Magazine Politique

En Syrie, malgré tout, un orchestre (essentiellement féminin) et quelques autres artistes…

Publié le 29 mars 2017 par Gonzo

« Ces artistes syriens en exil », « La voix des artistes syriens », « L’art de la guerre pour les artistes syriens »… Quelques exemples tirés d’une très très longue liste d’articles récemment publiés en français et qui, pour une fois, s’intéressent à la culture arabe vivante, syrienne en l’occurrence. Malheureusement, ils ne le font que dans une optique bien particulière et presque toujours sans la moindre mise en contexte. En fait, les questions culturelles sont presque toujours évoquées pour relayer le discours pour lequel les « bons Syriens », forcément rebelles, affrontent les « méchants », un régime ultra-minoritaire qui ne survit que grâce à une répression féroce. Après six années d’un tel traitement, quelques-uns des acteurs les plus directement concernés en arrivent à critiquer de tels excès : « Même les artistes syriens médiocres participent aux expositions sur la Syrie, c’est devenu une marchandise », affirme par exemple le sculpteur, aujourd’hui davantage dessinateur, Mohamed Omran, cité dans un article de Slate, dans lequel un autre artiste syrien, Boutros Maari, utilise un terme encore plus violent en parlant de « clowns » (probablement buhlawân en arabe, avec des connotations tout de même moins fortes qu’en français) : « Tout le monde, galeries et associations, en veut un dans ses activités, activités qui n’ont rien à voir avec l’art parfois ! »

Reflet d’un discours simpliste qui oppose la pureté des impeccables révolutionnaires à l’inhumanité des suppôts du régime, un artiste syrien sincère ne peut que rejoindre la lutte armée contre la dictature, tandis que tout créateur qui adopte une autre position est, forcément, complice de la répression.
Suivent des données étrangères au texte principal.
use chart_rs::prelude::*;
use itertools::Itertools;
use pretty_assertions::assert_eq;

fn tempo(tick: i64, bpm: f64) -> RawTempo {
    RawTempo { tick, bpm }
}

fn time_signature(tick: i64, numerator: u32, denominator: u32) -> RawTimeSignature {
    RawTimeSignature {
        tick,
        numerator,
        denominator,
    }
}

fn sync_track(resolution: u32, tempos: Vec<RawTempo>) -> Result<SyncTrack, BuildError> {
    SyncTrack::new(
        Resolution::new(resolution)?,
        tempos,
        [time_signature(0, 4, 4)],
        &ChartConfig::default(),
    )
}

fn seconds(track: &SyncTrack, tick: u64) -> f64 {
    track.timestamp_at_tick(Tick(tick)).as_f64()
}

#[test]
fn tempo_doubling() {
    let track = sync_track(192, vec![tempo(0, 120.0), tempo(384, 240.0)]).unwrap();
    assert_eq!(seconds(&track, 0), 0.0);
    assert_eq!(seconds(&track, 192), 0.5);
    assert_eq!(seconds(&track, 384), 1.0);
    assert_eq!(seconds(&track, 576), 1.25);
}

#[test]
fn whole_beats_at_constant_tempo() {
    for bpm in [60.0, 120.0, 150.0, 97.5, 333.0] {
        for resolution in [192, 480, 1000] {
            let track = sync_track(resolution, vec![tempo(0, bpm)]).unwrap();
            for k in 0..500u64 {
                assert_eq!(
                    seconds(&track, k * u64::from(resolution)),
                    k as f64 * 60.0 / bpm,
                    "k = {k}, bpm = {bpm}, resolution = {resolution}"
                );
            }
        }
    }
}

#[test]
fn non_decreasing() {
    let track = sync_track(
        192,
        vec![
            tempo(0, 87.3),
            tempo(100, 300.0),
            tempo(101, 12.5),
            tempo(777, 180.0),
            tempo(2000, 0.001),
            tempo(2001, 999.9),
        ],
    )
    .unwrap();
    let timestamps: Vec<_> = (0..3000).map(|tick| track.timestamp_at_tick(Tick(tick))).collect();
    assert!(timestamps.windows(2).all(|pair| pair[0] <= pair[1]));
    assert_eq!(timestamps[0], Seconds::ZERO);
}

#[test]
fn non_decreasing_past_representable_time() {
    let slow = sync_track(192, vec![tempo(0, 1e-300)]).unwrap();
    let near = slow.timestamp_at_tick(Tick(192));
    let far = slow.timestamp_at_tick(Tick(192_000_000_000));
    assert!(near.as_f64().is_finite());
    assert!(near <= far);
    assert_eq!(far, Seconds::MAX);

    let anchored = sync_track(
        192,
        vec![tempo(0, 1e-300), tempo(192_000_000_000, 120.0)],
    )
    .unwrap();
    assert_eq!(anchored.tempo_events()[1].timestamp, Seconds::MAX);
    let ticks = [0, 192, 191_999_999_999, 192_000_000_000, 192_000_000_192];
    let timestamps: Vec<_> = ticks
        .into_iter()
        .map(|tick| anchored.timestamp_at_tick(Tick(tick)))
        .collect();
    assert!(timestamps.windows(2).all(|pair| pair[0] <= pair[1]));
    assert_eq!(timestamps[4], Seconds::MAX);
}

#[test]
fn query_matches_anchor_exactly() {
    let track = sync_track(
        480,
        vec![
            tempo(0, 133.7),
            tempo(1234, 71.1),
            tempo(5555, 240.2),
            tempo(9999, 59.94),
        ],
    )
    .unwrap();
    for event in track.tempo_events() {
        assert_eq!(track.timestamp_at_tick(event.tick), event.timestamp);
    }
}

#[test]
fn declaration_order_breaks_ties() {
    let track = sync_track(
        192,
        vec![tempo(192, 60.0), tempo(0, 120.0), tempo(192, 240.0)],
    )
    .unwrap();
    let bpms: Vec<_> = track
        .tempo_events()
        .iter()
        .map(|event| (event.tick, event.bpm.as_f64()))
        .collect();
    assert_eq!(bpms, vec![(Tick(0), 120.0), (Tick(192), 240.0)]);
    assert_eq!(seconds(&track, 384), 0.75);
}

#[test]
fn input_order_does_not_matter_for_distinct_ticks() {
    let tempos = [tempo(0, 120.0), tempo(300, 90.0), tempo(700, 200.0), tempo(900, 60.0)];
    let expected = sync_track(192, tempos.to_vec()).unwrap();
    for permutation in tempos.into_iter().permutations(tempos.len()) {
        assert_eq!(sync_track(192, permutation).unwrap(), expected);
    }
}

#[test]
fn missing_initial_tempo() {
    assert_eq!(
        sync_track(192, vec![tempo(10, 120.0)]),
        Err(BuildError::MissingInitialEvent {
            kind: SyncEventKind::Tempo
        })
    );
    assert_eq!(
        sync_track(192, vec![]),
        Err(BuildError::MissingInitialEvent {
            kind: SyncEventKind::Tempo
        })
    );
}

#[test]
fn missing_initial_time_signature() {
    assert_eq!(
        SyncTrack::new(
            Resolution::STANDARD,
            [tempo(0, 120.0)],
            [time_signature(768, 3, 4)],
            &ChartConfig::default(),
        ),
        Err(BuildError::MissingInitialEvent {
            kind: SyncEventKind::TimeSignature
        })
    );
}

#[test]
fn implied_initial_events() {
    let config = ChartConfig::new().initial_events(InitialEventPolicy::implied_default());
    let track = SyncTrack::new(
        Resolution::STANDARD,
        [tempo(384, 60.0)],
        [time_signature(768, 3, 4)],
        &config,
    )
    .unwrap();
    assert_eq!(track.bpm_at(Tick(0)), Bpm::DEFAULT);
    assert_eq!(track.bpm_at(Tick(384)), Bpm::new(60.0).unwrap());
    assert_eq!(track.time_signature_at(Tick(0)), TimeSignature::COMMON);
    assert_eq!(
        track.time_signature_at(Tick(768)),
        TimeSignature::new(3, 4).unwrap()
    );
    assert_eq!(seconds(&track, 384), 1.0);
    assert_eq!(seconds(&track, 576), 2.0);
}

#[test]
fn invalid_input() {
    assert_eq!(
        sync_track(192, vec![tempo(-1, 120.0)]),
        Err(BuildError::InvalidTick { tick: -1 })
    );
    assert_eq!(
        sync_track(192, vec![tempo(0, -120.0)]),
        Err(BuildError::NonPositiveTempo {
            tick: 0,
            bpm: -120.0
        })
    );
    assert_eq!(
        sync_track(0, vec![tempo(0, 120.0)]),
        Err(BuildError::InvalidResolution { resolution: 0 })
    );
    assert_eq!(
        SyncTrack::new(
            Resolution::STANDARD,
            [tempo(0, 120.0)],
            [time_signature(0, 4, 4), time_signature(192, 7, 6)],
            &ChartConfig::default(),
        ),
        Err(BuildError::InvalidTimeSignature {
            tick: 192,
            numerator: 7,
            denominator: 6
        })
    );
}

#[test]
fn negative_query() {
    let track = sync_track(192, vec![tempo(0, 120.0)]).unwrap();
    assert_eq!(
        track.timestamp_at(-192),
        Err(BuildError::InvalidTick { tick: -192 })
    );
    assert_eq!(track.timestamp_at(192).map(Seconds::as_f64), Ok(0.5));
}

#[test]
fn duration_straddles_tempo_change() {
    let track = sync_track(192, vec![tempo(0, 120.0), tempo(384, 240.0)]).unwrap();
    assert_eq!(
        track.duration_between(Tick(192), 384).map(Seconds::as_f64),
        Ok(0.75)
    );
    assert!(track.duration_between(Tick(u64::MAX), 1).is_err());
}

#[test]
fn reverse_lookup() {
    let track = sync_track(192, vec![tempo(0, 120.0), tempo(384, 240.0)]).unwrap();
    assert_eq!(track.tick_position_at(Seconds::new(1.125).unwrap()), 480.0);
    assert_eq!(track.tick_at_timestamp(Seconds::new(1.0).unwrap()), Tick(384));
    assert_eq!(track.tick_at_timestamp(Seconds::new(0.25).unwrap()), Tick(96));
    for tick in (0..2000).step_by(7) {
        let timestamp = track.timestamp_at_tick(Tick(tick));
        assert_eq!(track.tick_at_timestamp(timestamp), Tick(tick));
    }
}
use chart_rs::prelude::*;
use pretty_assertions::assert_eq;

const SAMPLE: &str = include_str!("files/sample.chart");

fn secs(value: f64) -> Seconds {
    Seconds::new(value).unwrap()
}

#[test]
fn sample_chart() {
    let ParseOutput {
        chart,
        header,
        lex_warnings,
    } = parse_chart(SAMPLE, &ChartConfig::default()).unwrap();

    assert_eq!(lex_warnings, vec![]);
    assert_eq!(header.resolution, 192);
    assert_eq!(header.offset, Some(0.0));
    assert_eq!(header.get("Name"), Some("Sample"));
    assert_eq!(header.get("Player2"), Some("bass"));

    let sync_track = chart.sync_track();
    assert_eq!(sync_track.tempo_events().len(), 3);
    assert_eq!(chart.timestamp_at_tick(Tick(768)), secs(2.0));
    assert_eq!(chart.timestamp_at_tick(Tick(1536)), secs(3.0));
    assert_eq!(
        sync_track.time_signature_at(Tick(1536)),
        TimeSignature::new(3, 4).unwrap()
    );
    assert_eq!(sync_track.time_signature_events()[1].timestamp, secs(3.0));

    assert_eq!(chart.tracks().len(), 3);
    let track = chart
        .track(TrackKey::new(Instrument::Single, Difficulty::Expert))
        .unwrap();
    let states: Vec<_> = track.chords().iter().map(|chord| chord.hopo_state).collect();
    assert_eq!(
        states,
        vec![
            HopoState::Strum,
            HopoState::Strum,
            HopoState::Hopo,
            HopoState::Hopo,
            HopoState::Tap,
            HopoState::Strum,
            HopoState::Strum,
            HopoState::Strum,
            HopoState::Strum,
        ]
    );
    let star_power: Vec<_> = track.chords().iter().map(|chord| chord.star_power).collect();
    assert_eq!(
        star_power,
        vec![None, None, None, None, None, Some(0), Some(0), None, None]
    );

    let solo = &track.chords()[5];
    assert_eq!(solo.timestamp, secs(2.0));
    assert_eq!(solo.end_timestamp, secs(2.5));
    assert_eq!(track.chord_notes(solo)[0].lane, Lane::Orange);
    assert_eq!(track.chord_notes(solo)[0].sustain_length, secs(0.5));
    assert_eq!(track.star_power_events()[0].length, secs(0.5));

    assert_eq!(track.last_note_end_timestamp(), Some(secs(4.0)));
    assert_eq!(track.notes_per_second(None, None), Ok(2.25));

    let events: Vec<_> = track
        .track_events()
        .iter()
        .map(|event| (event.timestamp, event.text.as_str()))
        .collect();
    assert_eq!(events, vec![(secs(2.0), "solo"), (secs(2.5), "soloend")]);

    let global = chart.global_events();
    let sections: Vec<_> = global.sections().map(GlobalEvent::value).collect();
    assert_eq!(sections, vec!["Intro", "Verse"]);
    let lyrics: Vec<_> = global.lyrics().map(GlobalEvent::value).collect();
    assert_eq!(lyrics, vec!["Hel-", "lo"]);
    assert_eq!(global.events().len(), 6);
}

#[test]
fn skipped_lines_are_warned() {
    let source = "[Song]
{
  Resolution = 192
}
[SyncTrack]
{
  0 = TS 4
  0 = B 120000
  0 = X 1
}
[EasySingle]
{
  0 = N 0 0
  0 = N 9 0
  96 = S 64 10
}
[EasySingle]
{
  0 = N 1 0
}
[Unknown]
{
}
";
    let ParseOutput {
        chart,
        lex_warnings,
        ..
    } = parse_chart(source, &ChartConfig::default()).unwrap();
    assert_eq!(
        lex_warnings,
        vec![
            LexWarning::UnknownEventCode {
                line: 9,
                code: "X".to_owned()
            },
            LexWarning::UnknownNoteIndex {
                line: 14,
                index: 9
            },
            LexWarning::UnknownPhraseKind { line: 15, kind: 64 },
            LexWarning::DuplicateSection {
                line: 17,
                name: "EasySingle".to_owned()
            },
            LexWarning::UnknownSection {
                line: 21,
                name: "Unknown".to_owned()
            },
        ]
    );
    let track = chart
        .track(TrackKey::new(Instrument::Single, Difficulty::Easy))
        .unwrap();
    assert_eq!(track.notes().len(), 1);
    assert_eq!(track.notes()[0].lane, Lane::Green);
}

#[test]
fn errors_are_layered() {
    assert_eq!(
        parse_chart("[Song]\n{\n  Resolution = 192\n", &ChartConfig::default()),
        Err(ParseError::Lex(LexError::UnclosedSection {
            line: 1,
            name: "Song".to_owned()
        }))
    );
    assert_eq!(
        parse_chart(
            "[Song]\n{\n  Resolution = 192\n}\n[SyncTrack]\n{\n  0 = B 120000\n}\n",
            &ChartConfig::default()
        ),
        Err(ParseError::Chart(ChartError::SyncTrack(
            BuildError::MissingInitialEvent {
                kind: SyncEventKind::TimeSignature
            }
        )))
    );
    assert!(
        parse_chart(
            "[Song]\n{\n  Resolution = 192\n}\n[SyncTrack]\n{\n  0 = B 120000\n}\n",
            &ChartConfig::new().initial_events(InitialEventPolicy::implied_default())
        )
        .is_ok()
    );
    assert_eq!(
        parse_chart(
            "[Song]\n{\n  Resolution = 192\n}\n[SyncTrack]\n{\n  0 = TS 4\n  0 = B 0\n}\n",
            &ChartConfig::default()
        ),
        Err(ParseError::Chart(ChartError::SyncTrack(
            BuildError::NonPositiveTempo { tick: 0, bpm: 0.0 }
        )))
    );
}
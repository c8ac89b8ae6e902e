//! A cache of parsed charts, keyed by the SHA-256 of their source text.
//!
//! The cache is an ordinary value owned by the caller. It holds at most a fixed number of charts
//! and evicts the least recently used one when full. Failed parses are never cached.

use std::{fmt, num::NonZeroUsize, sync::Arc};

use lru::LruCache;
use sha2::{Digest, Sha256};

use crate::{ParseError, ParseOutput, config::ChartConfig, parse_chart};

/// SHA-256 of a chart's source text.
#[derive(Debug, Clone, Copy, PartialEq, Eq, PartialOrd, Ord, Hash)]
#[cfg_attr(feature = "serde", derive(serde::Serialize, serde::Deserialize))]
pub struct ContentHash([u8; 32]);

impl ContentHash {
    /// Hashes `source`.
    #[must_use]
    pub fn of(source: &str) -> Self {
        let mut hasher = Sha256::new();
        hasher.update(source.as_bytes());
        Self(hasher.finalize().into())
    }

    /// The raw digest.
    #[must_use]
    pub const fn as_bytes(&self) -> &[u8; 32] {
        &self.0
    }
}

impl fmt::Display for ContentHash {
    fn fmt(&self, f: &mut fmt::Formatter<'_>) -> fmt::Result {
        self.0.iter().try_for_each(|byte| write!(f, "{byte:02x}"))
    }
}

/// A bounded, least-recently-used cache of [`ParseOutput`]s.
///
/// Every chart in one cache is built with the same [`ChartConfig`].
#[derive(Debug)]
pub struct ChartCache {
    config: ChartConfig,
    entries: LruCache<ContentHash, Arc<ParseOutput>>,
}

impl ChartCache {
    /// Creates an empty cache holding at most `capacity` charts.
    #[must_use]
    pub fn new(capacity: NonZeroUsize, config: ChartConfig) -> Self {
        Self {
            config,
            entries: LruCache::new(capacity),
        }
    }

    /// The configuration charts are built with.
    #[must_use]
    pub const fn config(&self) -> &ChartConfig {
        &self.config
    }

    /// Returns the cached chart for `source`, parsing and caching it on a miss.
    ///
    /// # Errors
    ///
    /// Returns whatever [`parse_chart`] returns on a miss. Nothing is cached then.
    pub fn get_or_parse(&mut self, source: &str) -> Result<Arc<ParseOutput>, ParseError> {
        let hash = ContentHash::of(source);
        if let Some(hit) = self.entries.get(&hash) {
            log::debug!("chart cache hit for {hash}");
            return Ok(Arc::clone(hit));
        }
        let output = Arc::new(parse_chart(source, &self.config)?);
        self.insert(hash, Arc::clone(&output));
        Ok(output)
    }

    /// Returns the cached chart for `hash` and marks it as recently used.
    pub fn get(&mut self, hash: &ContentHash) -> Option<Arc<ParseOutput>> {
        self.entries.get(hash).map(Arc::clone)
    }

    /// Caches `output` under `hash`, replacing any chart already there.
    ///
    /// Returns the hash of the chart evicted to make room, if any.
    pub fn insert(&mut self, hash: ContentHash, output: Arc<ParseOutput>) -> Option<ContentHash> {
        let (evicted, _) = self.entries.push(hash, output)?;
        if evicted == hash {
            return None;
        }
        log::debug!("chart cache evicted {evicted}");
        Some(evicted)
    }

    /// Removes the chart cached under `hash`.
    pub fn evict(&mut self, hash: &ContentHash) -> Option<Arc<ParseOutput>> {
        self.entries.pop(hash)
    }

    /// Removes every chart.
    pub fn clear(&mut self) {
        self.entries.clear();
    }

    /// Number of cached charts.
    #[must_use]
    pub fn len(&self) -> usize {
        self.entries.len()
    }

    /// Whether no chart is cached.
    #[must_use]
    pub fn is_empty(&self) -> bool {
        self.entries.is_empty()
    }

    /// Maximum number of cached charts.
    #[must_use]
    pub fn capacity(&self) -> NonZeroUsize {
        self.entries.cap()
    }
}

#[cfg(test)]
mod tests {
    use super::*;

    fn source(bpm: u32) -> String {
        format!(
            "[Song]\n{{\n  Resolution = 192\n}}\n[SyncTrack]\n{{\n  0 = TS 4\n  0 = B {bpm}\n}}\n"
        )
    }

    #[test]
    fn hash_is_hex_sha256() {
        assert_eq!(
            ContentHash::of("").to_string(),
            "e3b0c44298fc1c149afbf4c8996fb92427ae41e4649b934ca495991b7852b855"
        );
    }

    #[test]
    fn hit_returns_same_chart() {
        let mut cache = ChartCache::new(NonZeroUsize::MIN, ChartConfig::default());
        let first = cache.get_or_parse(&source(120000)).unwrap();
        let second = cache.get_or_parse(&source(120000)).unwrap();
        assert!(Arc::ptr_eq(&first, &second));
        assert_eq!(cache.len(), 1);
    }

    #[test]
    fn least_recently_used_is_evicted() {
        let capacity = NonZeroUsize::new(2).unwrap();
        let mut cache = ChartCache::new(capacity, ChartConfig::default());
        let (a, b, c) = (source(100000), source(110000), source(120000));
        cache.get_or_parse(&a).unwrap();
        cache.get_or_parse(&b).unwrap();
        assert!(cache.get(&ContentHash::of(&a)).is_some());
        cache.get_or_parse(&c).unwrap();

        assert_eq!(cache.len(), 2);
        assert!(cache.get(&ContentHash::of(&b)).is_none());
        assert!(cache.get(&ContentHash::of(&a)).is_some());
        assert!(cache.get(&ContentHash::of(&c)).is_some());
    }

    #[test]
    fn failures_are_not_cached() {
        let mut cache = ChartCache::new(NonZeroUsize::MIN, ChartConfig::default());
        assert!(cache.get_or_parse("[Song]\n{\n}\n").is_err());
        assert!(cache.is_empty());
    }

    #[test]
    fn evict_and_clear() {
        let mut cache = ChartCache::new(NonZeroUsize::new(4).unwrap(), ChartConfig::default());
        let a = source(100000);
        cache.get_or_parse(&a).unwrap();
        cache.get_or_parse(&source(110000)).unwrap();
        assert!(cache.evict(&ContentHash::of(&a)).is_some());
        assert!(cache.evict(&ContentHash::of(&a)).is_none());
        assert_eq!(cache.len(), 1);
        cache.clear();
        assert!(cache.is_empty());
    }
}
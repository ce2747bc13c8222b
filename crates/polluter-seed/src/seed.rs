//! Connect the configured store and apply fixture inputs in order.

use polluter::{Engine, MongoEngine, Polluter, RedisEngine};
use tokio::fs::File;
use tracing::info;

use crate::config::{EngineKind, SeedConfig};
use crate::error::SeedError;

/// Input name meaning standard input.
pub const STDIN: &str = "-";

/// Open a connection to the store named by `config`.
pub async fn connect(config: &SeedConfig) -> Result<Engine, SeedError> {
    let engine = match config.engine {
        EngineKind::MySql => Engine::mysql(config.pool_config().connect_mysql().await?),
        EngineKind::Postgres => Engine::postgres(config.pool_config().connect_postgres().await?),
        EngineKind::Redis => Engine::KeyValue(RedisEngine::connect(&config.url).await?),
        EngineKind::Mongo => {
            let database = config.database.as_deref().ok_or_else(|| {
                SeedError::Config("missing required env var POLLUTER_DATABASE".to_owned())
            })?;
            Engine::Document(MongoEngine::connect(&config.url, database).await?)
        }
    };
    info!(engine = engine.name(), "store connected");
    Ok(engine)
}

/// Inputs to apply: the given paths, or stdin when there are none.
pub fn inputs(args: Vec<String>) -> Vec<String> {
    if args.is_empty() {
        vec![STDIN.to_owned()]
    } else {
        args
    }
}

/// Pollute every input in order, stopping at the first failure.
pub async fn run(config: &SeedConfig, engine: Engine, inputs: &[String]) -> Result<(), SeedError> {
    let polluter = Polluter::new().with_engine(engine);
    for input in inputs {
        let polluter = polluter.clone().with_parser(config.parser_for(input));
        info!(input, parser = polluter.parser().name(), "seeding");

        let result = if input == STDIN {
            polluter.pollute(tokio::io::stdin()).await
        } else {
            let file = File::open(input).await.map_err(|source| SeedError::Open {
                path: input.clone(),
                source,
            })?;
            polluter.pollute(file).await
        };
        result.map_err(|source| SeedError::Pollute {
            input: input.clone(),
            source,
        })?;
    }
    info!(inputs = inputs.len(), "seeding complete");
    Ok(())
}

#[cfg(test)]
#[allow(clippy::unwrap_used, clippy::unreachable)]
mod tests {
    use std::time::Duration;

    use polluter::Stage;

    use super::*;

    fn config() -> SeedConfig {
        SeedConfig {
            engine: EngineKind::Redis,
            url: "redis://localhost:6379".to_owned(),
            database: None,
            format: None,
            max_connections: 5,
            connect_timeout: Duration::from_secs(5),
        }
    }

    #[test]
    fn no_arguments_reads_stdin() {
        assert_eq!(inputs(Vec::new()), vec!["-".to_owned()]);
        assert_eq!(
            inputs(vec!["a.yml".to_owned(), "b.json".to_owned()]),
            vec!["a.yml".to_owned(), "b.json".to_owned()]
        );
    }

    #[tokio::test]
    async fn missing_file_stops_the_run() {
        let inputs = vec!["/nonexistent/polluter/fixture.yml".to_owned()];
        let err = run(&config(), Engine::Unspecified, &inputs)
            .await
            .unwrap_err();
        assert!(matches!(err, SeedError::Open { ref path, .. } if path == "/nonexistent/polluter/fixture.yml"));
    }

    #[tokio::test]
    async fn pipeline_errors_name_the_input() {
        let path = std::env::temp_dir().join(format!("polluter-seed-{}.json", std::process::id()));
        tokio::fs::write(&path, br#"{"users":[{"id":1}]}"#)
            .await
            .unwrap();
        let input = path.to_string_lossy().into_owned();

        let err = run(&config(), Engine::Unspecified, &[input.clone()])
            .await
            .unwrap_err();
        tokio::fs::remove_file(&path).await.unwrap();

        let SeedError::Pollute { input: failed, source } = err else {
            unreachable!("expected a pollute error");
        };
        assert_eq!(failed, input);
        assert_eq!(source.stage(), Stage::Building);
        assert!(source.is_engine_not_specified());
    }

    #[tokio::test]
    async fn missing_mongo_database_is_a_config_error() {
        let config = SeedConfig {
            engine: EngineKind::Mongo,
            url: "mongodb://localhost:27017".to_owned(),
            ..config()
        };
        let err = connect(&config).await.unwrap_err();
        assert!(matches!(err, SeedError::Config(_)));
    }
}
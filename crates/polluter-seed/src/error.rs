//! Error types for the seeding binary.

use polluter::{EngineError, PolluteError};

/// Errors that can stop a seeding run.
#[derive(Debug, thiserror::Error)]
pub enum SeedError {
    /// Configuration is invalid or missing.
    #[error("config error: {0}")]
    Config(String),

    /// A fixture file could not be opened.
    #[error("open {path}: {source}")]
    Open {
        /// Path as given on the command line.
        path: String,
        /// The underlying I/O error.
        source: std::io::Error,
    },

    /// The configured store could not be reached.
    #[error("connect: {0}")]
    Connect(#[from] EngineError),

    /// A fixture could not be applied. Later inputs were not attempted.
    #[error("{input}: {source}")]
    Pollute {
        /// File path, or `-` for stdin.
        input: String,
        /// The pipeline error, carrying the failing stage.
        source: PolluteError,
    },
}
Evoqué à plusieurs reprises dans ces billets, Youssef Abdelké, en raison de sa célébrité sur la scène internationale et de son trajet politique, s’est ainsi trouvé au centre d’une violente polémique, à l’occasion de sa dernière exposition dans une galerie de Damas à la fin de l’année dernière. Symbole de la résistance artistique à la répression du régime syrien qu’il continue à dénoncer depuis son retour dans son pays en 2005 après un exil d’un quart de siècle, Youssef Abdelké appartient aux courants politiques qui ont critiqué, dès l’été 2011, la militarisation de la révolution syrienne (ce qui ne l’a pas empêché d’être emprisonné en juillet 2013, pour être libéré un peu plus d’un mois plus tard). Saluée par certains qui voient dans cette manifestation un témoignage de la capacité de résilience de la société syrienne (j’en avais parlé dans ce billet, voir également ici mais en arabe), l’exposition d’Abdelké a été vilipendée par d’autres qui considèrent que le fait d’organiser à Damas un tel événement (des nus féminins en plus !), dans le contexte de la chute d’Alep qui plus est, est la preuve d’une indéfendable compromission avec le régime, et même une véritable trahison par rapport à ceux qui luttent pour la révolution comme l’écrit Yassine el-Hajj Saleh (et, pour faire bonne mesure, la preuve du caractère dépassé du travail de cet artiste par rapport aux créations des véritables révolutionnaires). Des critiques auxquelles Youssef Abdelké a lui-même répondu dans une longue tribune (à laquelle répond l’intervention de Yassine el-Hajj Saleh précédemment mentionnée).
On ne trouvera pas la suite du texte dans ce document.